Arbitration reports uncovers bad food at Fort McCoy
Soldiers at Fort McCoy near Sparta were never served some of their meals in 2005-06.
And when they did eat, a lack of food safety procedures often put bugs on their plates.
The problems came to light this month, when the Associated Press reviewed an arbitration case involving Janet Dickey.
She managed the food service under a contract the state received as part of a military program that puts blind people to work.
The Army canceled the contract in 2006, accusing workforce development official Joseph D'Costa of not properly supervising Dickey's work.
The state pointed its fingers at the Army.

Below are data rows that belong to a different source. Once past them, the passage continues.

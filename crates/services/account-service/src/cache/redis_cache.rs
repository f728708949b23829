//! Redis cache implementation.
//!
//! Values are stored as JSON under a key namespace with `SET EX`, so expiry
//! is enforced by Redis itself.

use std::marker::PhantomData;
use std::time::Duration;

use async_trait::async_trait;
use redis::{aio::ConnectionManager, AsyncCommands, Client, RedisError};
use serde::{de::DeserializeOwned, Serialize};

use super::Cache;
use common::{AppError, AppResult};

/// Redis-backed cache for a single value type.
pub struct RedisCache<V> {
    connection: ConnectionManager,
    namespace: String,
    _value: PhantomData<fn() -> V>,
}

impl<V> Clone for RedisCache<V> {
    fn clone(&self) -> Self {
        Self {
            connection: self.connection.clone(),
            namespace: self.namespace.clone(),
            _value: PhantomData,
        }
    }
}

impl<V> RedisCache<V> {
    /// Connect to Redis. Every key is prefixed with `namespace`.
    pub async fn connect(url: &str, namespace: impl Into<String>) -> AppResult<Self> {
        let client = Client::open(url).map_err(cache_error)?;
        let connection = ConnectionManager::new(client).await.map_err(cache_error)?;

        tracing::info!("Redis cache connected");

        Ok(Self {
            connection,
            namespace: namespace.into(),
            _value: PhantomData,
        })
    }

    fn key(&self, key: &str) -> String {
        namespaced_key(&self.namespace, key)
    }
}

#[async_trait]
impl<V> Cache<V> for RedisCache<V>
where
    V: Serialize + DeserializeOwned + Send + Sync + 'static,
{
    async fn get(&self, key: &str) -> AppResult<Option<V>> {
        let mut conn = self.connection.clone();
        let value: Option<String> = conn.get(self.key(key)).await.map_err(cache_error)?;

        match value {
            Some(json) => match serde_json::from_str(&json) {
                Ok(parsed) => Ok(Some(parsed)),
                Err(e) => {
                    // Payload written by an older schema; the repository
                    // read that follows will overwrite it.
                    tracing::warn!(key = %key, error = %e, "Discarding undecodable cache entry");
                    Ok(None)
                }
            },
            None => Ok(None),
        }
    }

    async fn set(&self, key: &str, value: V, ttl: Duration) -> AppResult<()> {
        let mut conn = self.connection.clone();
        let json = serde_json::to_string(&value)
            .map_err(|e| AppError::cache(format!("serialization failed: {}", e)))?;

        conn.set_ex::<_, _, ()>(self.key(key), json, ttl_seconds(ttl))
            .await
            .map_err(cache_error)?;

        Ok(())
    }

    async fn delete(&self, key: &str) -> AppResult<()> {
        let mut conn = self.connection.clone();
        let _: () = conn.del(self.key(key)).await.map_err(cache_error)?;
        Ok(())
    }
}

fn namespaced_key(namespace: &str, key: &str) -> String {
    format!("{}{}", namespace, key)
}

/// `SET EX` takes whole seconds; round up and never pass zero.
fn ttl_seconds(ttl: Duration) -> u64 {
    let seconds = ttl.as_secs().saturating_add(u64::from(ttl.subsec_nanos() > 0));
    seconds.max(1)
}

/// Convert Redis error to AppError.
fn cache_error(e: RedisError) -> AppError {
    tracing::error!("Redis error: {}", e);
    AppError::cache(e)
}
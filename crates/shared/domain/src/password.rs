//! Password hashing - salted Argon2id credentials.
//!
//! A [`Credential`] stores the digest and the salt separately, both base64
//! encoded. Cost parameters are fixed constants shared by hashing and
//! verification, so a credential written today verifies tomorrow.

use argon2::{
    password_hash::rand_core::{OsRng, RngCore},
    Algorithm, Argon2, Params, Version,
};
use base64::{engine::general_purpose::STANDARD, Engine as _};
use serde::{Deserialize, Serialize};
use subtle::ConstantTimeEq;

use crate::constants::{
    ARGON2_MEMORY_COST_KIB, ARGON2_PARALLELISM, ARGON2_TIME_COST, HASH_LENGTH, SALT_LENGTH,
};
use crate::error::{DomainError, DomainResult};

/// Stored password credential (hash + salt), never the plaintext.
#[derive(Clone, PartialEq, Eq, Serialize, Deserialize)]
pub struct Credential {
    hash: String,
    salt: String,
}

// Don't expose hash material in debug output
impl std::fmt::Debug for Credential {
    fn fmt(&self, f: &mut std::fmt::Formatter<'_>) -> std::fmt::Result {
        f.debug_struct("Credential")
            .field("hash", &"[REDACTED]")
            .field("salt", &"[REDACTED]")
            .finish()
    }
}

impl Credential {
    /// Rebuild a credential from its stored columns.
    pub fn from_parts(hash: impl Into<String>, salt: impl Into<String>) -> Self {
        Self {
            hash: hash.into(),
            salt: salt.into(),
        }
    }

    /// Well-formed credential that no password verifies against.
    ///
    /// Lets callers spend a full verification when there is nothing to
    /// verify, so a missing account costs the same as a wrong password.
    pub fn unmatchable() -> Self {
        Self {
            hash: STANDARD.encode([0u8; HASH_LENGTH]),
            salt: STANDARD.encode([0u8; SALT_LENGTH]),
        }
    }

    /// Encoded digest
    pub fn hash(&self) -> &str {
        &self.hash
    }

    /// Encoded salt
    pub fn salt(&self) -> &str {
        &self.salt
    }
}

/// Derives and verifies password credentials.
#[derive(Debug, Clone, Copy, Default)]
pub struct PasswordHasher;

impl PasswordHasher {
    pub fn new() -> Self {
        Self
    }

    /// Hash a password with a fresh random salt.
    ///
    /// # Errors
    /// Returns [`DomainError::Hashing`] if the OS randomness source fails.
    pub fn hash(&self, password: &str) -> DomainResult<Credential> {
        let mut salt = [0u8; SALT_LENGTH];
        OsRng
            .try_fill_bytes(&mut salt)
            .map_err(|e| DomainError::hashing(format!("randomness source failed: {}", e)))?;

        let digest = derive(password.as_bytes(), &salt)?;

        Ok(Credential {
            hash: STANDARD.encode(digest),
            salt: STANDARD.encode(salt),
        })
    }

    /// Check a password against a stored credential.
    ///
    /// Malformed stored encodings verify as `false`.
    pub fn verify(&self, password: &str, credential: &Credential) -> bool {
        let Ok(salt) = STANDARD.decode(&credential.salt) else {
            return false;
        };
        let Ok(expected) = STANDARD.decode(&credential.hash) else {
            return false;
        };
        let Ok(computed) = derive(password.as_bytes(), &salt) else {
            return false;
        };

        expected.as_slice().ct_eq(computed.as_slice()).into()
    }
}

fn derive(password: &[u8], salt: &[u8]) -> DomainResult<[u8; HASH_LENGTH]> {
    let params = Params::new(
        ARGON2_MEMORY_COST_KIB,
        ARGON2_TIME_COST,
        ARGON2_PARALLELISM,
        Some(HASH_LENGTH),
    )
    .map_err(|e| DomainError::hashing(e.to_string()))?;

    let mut out = [0u8; HASH_LENGTH];
    Argon2::new(Algorithm::Argon2id, Version::V0x13, params)
        .hash_password_into(password, salt, &mut out)
        .map_err(|e| DomainError::hashing(e.to_string()))?;

    Ok(out)
}
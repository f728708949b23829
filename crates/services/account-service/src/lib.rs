//! Account Service Library
//!
//! Account lifecycle (create, read, update, deactivate, list) and
//! password authentication over a pluggable repository and cache.
//! The `account-service` binary wraps it with administrative commands.

pub mod cache;
pub mod cancel;
pub mod config;
pub mod infra;
pub mod repository;
pub mod service;

use std::sync::Arc;

use tracing::info;

use common::{AppResult, CacheBackend};
use domain::{Account, AccountId};

use crate::cache::{account_key, Cache, MemoryCache, RedisCache};
use crate::config::AccountServiceConfig;
use crate::infra::Database;
use crate::repository::{AccountRepository, AccountStore};
use crate::service::{AccountManager, AccountService};

/// Redis namespace for this service's keys
const REDIS_NAMESPACE: &str = "account-service";

/// Wired-up account service together with its collaborators.
///
/// The repository and cache are exposed for administrative operations
/// that bypass the service's lifecycle rules.
#[derive(Clone)]
pub struct AccountRuntime {
    pub service: Arc<dyn AccountService>,
    pub repository: Arc<dyn AccountRepository>,
    pub cache: Arc<dyn Cache<Account>>,
}

impl AccountRuntime {
    /// Compose a runtime from already constructed parts.
    pub fn assemble(
        repository: Arc<dyn AccountRepository>,
        cache: Arc<dyn Cache<Account>>,
        config: &AccountServiceConfig,
    ) -> Self {
        let service = AccountManager::new(repository.clone(), cache.clone())
            .with_cache_ttl(config.cache_ttl());

        Self {
            service: Arc::new(service),
            repository,
            cache,
        }
    }

    /// Connect storage (applying pending migrations) and the configured cache.
    pub async fn connect(
        config: &AccountServiceConfig,
    ) -> Result<Self, Box<dyn std::error::Error>> {
        let db = Database::connect(&config.database).await?;
        let repository: Arc<dyn AccountRepository> =
            Arc::new(AccountStore::new(db.get_connection()));

        let cache: Arc<dyn Cache<Account>> = match config.cache.backend {
            CacheBackend::Memory => Arc::new(MemoryCache::new()),
            CacheBackend::Redis => {
                Arc::new(RedisCache::connect(&config.cache.url, REDIS_NAMESPACE).await?)
            }
        };
        info!(backend = ?config.cache.backend, "Account cache ready");

        Ok(Self::assemble(repository, cache, config))
    }

    /// Hard delete an account and drop its cached copy.
    ///
    /// Administrative only; the service itself never removes records.
    pub async fn purge(
        &self,
        id: AccountId,
        cancel: &tokio_util::sync::CancellationToken,
    ) -> AppResult<()> {
        self.repository.delete(id, cancel).await?;
        self.cache.delete(&account_key(id)).await?;
        info!(account_id = %id, "Account purged");
        Ok(())
    }
}

/// Run migrations (for CLI commands).
pub async fn run_migrations(
    config: &AccountServiceConfig,
    action: MigrateAction,
) -> Result<(), Box<dyn std::error::Error>> {
    let db = Database::connect_without_migrations(&config.database).await?;

    match action {
        MigrateAction::Up => {
            db.run_migrations().await?;
            info!("Migrations applied successfully");
        }
        MigrateAction::Down => {
            db.rollback_migration().await?;
            info!("Rolled back last migration");
        }
        MigrateAction::Status => {
            let status = db.migration_status().await?;
            for (name, applied) in status {
                let marker = if applied { "[x]" } else { "[ ]" };
                println!("{} {}", marker, name);
            }
        }
        MigrateAction::Fresh => {
            db.fresh_migrations().await?;
            info!("Database reset and migrations applied");
        }
    }

    Ok(())
}

/// Migration action type.
#[derive(Debug, Clone, Copy)]
pub enum MigrateAction {
    Up,
    Down,
    Status,
    Fresh,
}
//! Unified error handling for the account core.
//!
//! Provides a single error type returned by repositories, caches and the
//! account service. Each variant is scoped to the failing call; none is
//! fatal to the process.

use domain::{DomainError, Field};
use thiserror::Error;

/// Application error types.
#[derive(Error, Debug, Clone, PartialEq, Eq)]
pub enum AppError {
    // Resource errors
    #[error("Resource not found")]
    NotFound,

    #[error("{field} already exists")]
    AlreadyExists { field: Field },

    // Authentication
    //
    // Unknown accounts and wrong passwords share this variant so callers
    // cannot probe for account existence.
    #[error("Invalid credentials")]
    InvalidCredentials,

    #[error("Account is inactive")]
    UserInactive,

    // Validation
    #[error("Invalid {field}: {reason}")]
    Validation { field: Field, reason: String },

    // External collaborators
    #[error("Persistence error while trying to {operation}: {cause}")]
    Persistence { operation: &'static str, cause: String },

    #[error("Cache error: {cause}")]
    Cache { cause: String },

    #[error("Password hashing error: {cause}")]
    Hashing { cause: String },

    #[error("Operation cancelled: {operation}")]
    Cancelled { operation: &'static str },
}

impl AppError {
    /// Get error code for client
    pub fn code(&self) -> &'static str {
        match self {
            AppError::NotFound => "NOT_FOUND",
            AppError::AlreadyExists { .. } => "ALREADY_EXISTS",
            AppError::InvalidCredentials => "INVALID_CREDENTIALS",
            AppError::UserInactive => "USER_INACTIVE",
            AppError::Validation { .. } => "VALIDATION_ERROR",
            AppError::Persistence { .. } => "PERSISTENCE_ERROR",
            AppError::Cache { .. } => "CACHE_ERROR",
            AppError::Hashing { .. } => "HASHING_ERROR",
            AppError::Cancelled { .. } => "CANCELLED",
        }
    }

    /// Whether the error was caused by the caller's input rather than
    /// an infrastructure failure
    pub fn is_client_error(&self) -> bool {
        matches!(
            self,
            AppError::NotFound
                | AppError::AlreadyExists { .. }
                | AppError::InvalidCredentials
                | AppError::UserInactive
                | AppError::Validation { .. }
        )
    }

    /// Get user-facing message (hides internal details)
    pub fn user_message(&self) -> String {
        match self {
            AppError::Persistence { operation, cause } => {
                tracing::error!(operation = %operation, "Persistence error: {}", cause);
                "A storage error occurred".to_string()
            }
            AppError::Cache { cause } => {
                tracing::error!("Cache error: {}", cause);
                "A cache error occurred".to_string()
            }
            AppError::Hashing { cause } => {
                tracing::error!("Hashing error: {}", cause);
                "An internal error occurred".to_string()
            }

            // Use default message for others
            _ => self.to_string(),
        }
    }
}

// =============================================================================
// Domain Error Conversion
// =============================================================================

impl From<DomainError> for AppError {
    fn from(err: DomainError) -> Self {
        match err {
            DomainError::Validation { field, reason } => AppError::Validation { field, reason },
            DomainError::Hashing(cause) => AppError::Hashing { cause },
        }
    }
}

/// Result type alias
pub type AppResult<T> = Result<T, AppError>;

/// Extension trait for Option -> AppError conversion
pub trait OptionExt<T> {
    fn ok_or_not_found(self) -> AppResult<T>;
}

impl<T> OptionExt<T> for Option<T> {
    fn ok_or_not_found(self) -> AppResult<T> {
        self.ok_or(AppError::NotFound)
    }
}

/// Convenience constructors
impl AppError {
    pub fn already_exists(field: Field) -> Self {
        AppError::AlreadyExists { field }
    }

    pub fn validation(field: Field, reason: impl Into<String>) -> Self {
        AppError::Validation {
            field,
            reason: reason.into(),
        }
    }

    pub fn persistence(operation: &'static str, cause: impl ToString) -> Self {
        AppError::Persistence {
            operation,
            cause: cause.to_string(),
        }
    }

    pub fn cache(cause: impl ToString) -> Self {
        AppError::Cache {
            cause: cause.to_string(),
        }
    }

    pub fn hashing(cause: impl ToString) -> Self {
        AppError::Hashing {
            cause: cause.to_string(),
        }
    }

    pub fn cancelled(operation: &'static str) -> Self {
        AppError::Cancelled { operation }
    }
}
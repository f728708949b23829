//! Domain-level constants.
//!
//! These constants define business rules and validation requirements.

// =============================================================================
// Validation
// =============================================================================

/// Minimum username length in characters
pub const MIN_USERNAME_LENGTH: usize = 3;

/// Maximum username length in characters
pub const MAX_USERNAME_LENGTH: usize = 50;

/// Minimum email length in characters
pub const MIN_EMAIL_LENGTH: usize = 5;

// =============================================================================
// Password hashing (Argon2id)
// =============================================================================

/// Salt length in bytes
pub const SALT_LENGTH: usize = 16;

/// Derived digest length in bytes
pub const HASH_LENGTH: usize = 32;

/// Argon2 time cost (iterations)
pub const ARGON2_TIME_COST: u32 = 1;

/// Argon2 memory cost in KiB (64 MiB)
pub const ARGON2_MEMORY_COST_KIB: u32 = 64 * 1024;

/// Argon2 degree of parallelism (lanes)
pub const ARGON2_PARALLELISM: u32 = 4;

// =============================================================================
// Pagination
// =============================================================================

/// Default number of accounts per page
pub const DEFAULT_PAGE_SIZE: u64 = 20;

/// First page number (pages are 1-indexed)
pub const FIRST_PAGE: u64 = 1;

D'Costa said the buildings provided a poor dining experience, and the state won't return until it puts up modern dining facilities.
Dickey won a $225,000 arbitration ruling. The state has challenged the award in court.
The state won the contract in 2003, and things were said to go well the first two years.
But the -P said only two of 16 food buildings at McCoy had air conditioning, and workers were forced to open doors which brought bugs in.
Fort spokeswoman Linda Fournier says the Army has spent $14 million to improve the food service buildings over the last two years, and most now have air conditioning.
She also said the fort is happy with its new contractor and the food has vastly improved.
The contract for blind vendors is up for renewal in June, but the state won't apply.
Spokesman Dick Jones says the state believes there are better opportunities for people with disabilities.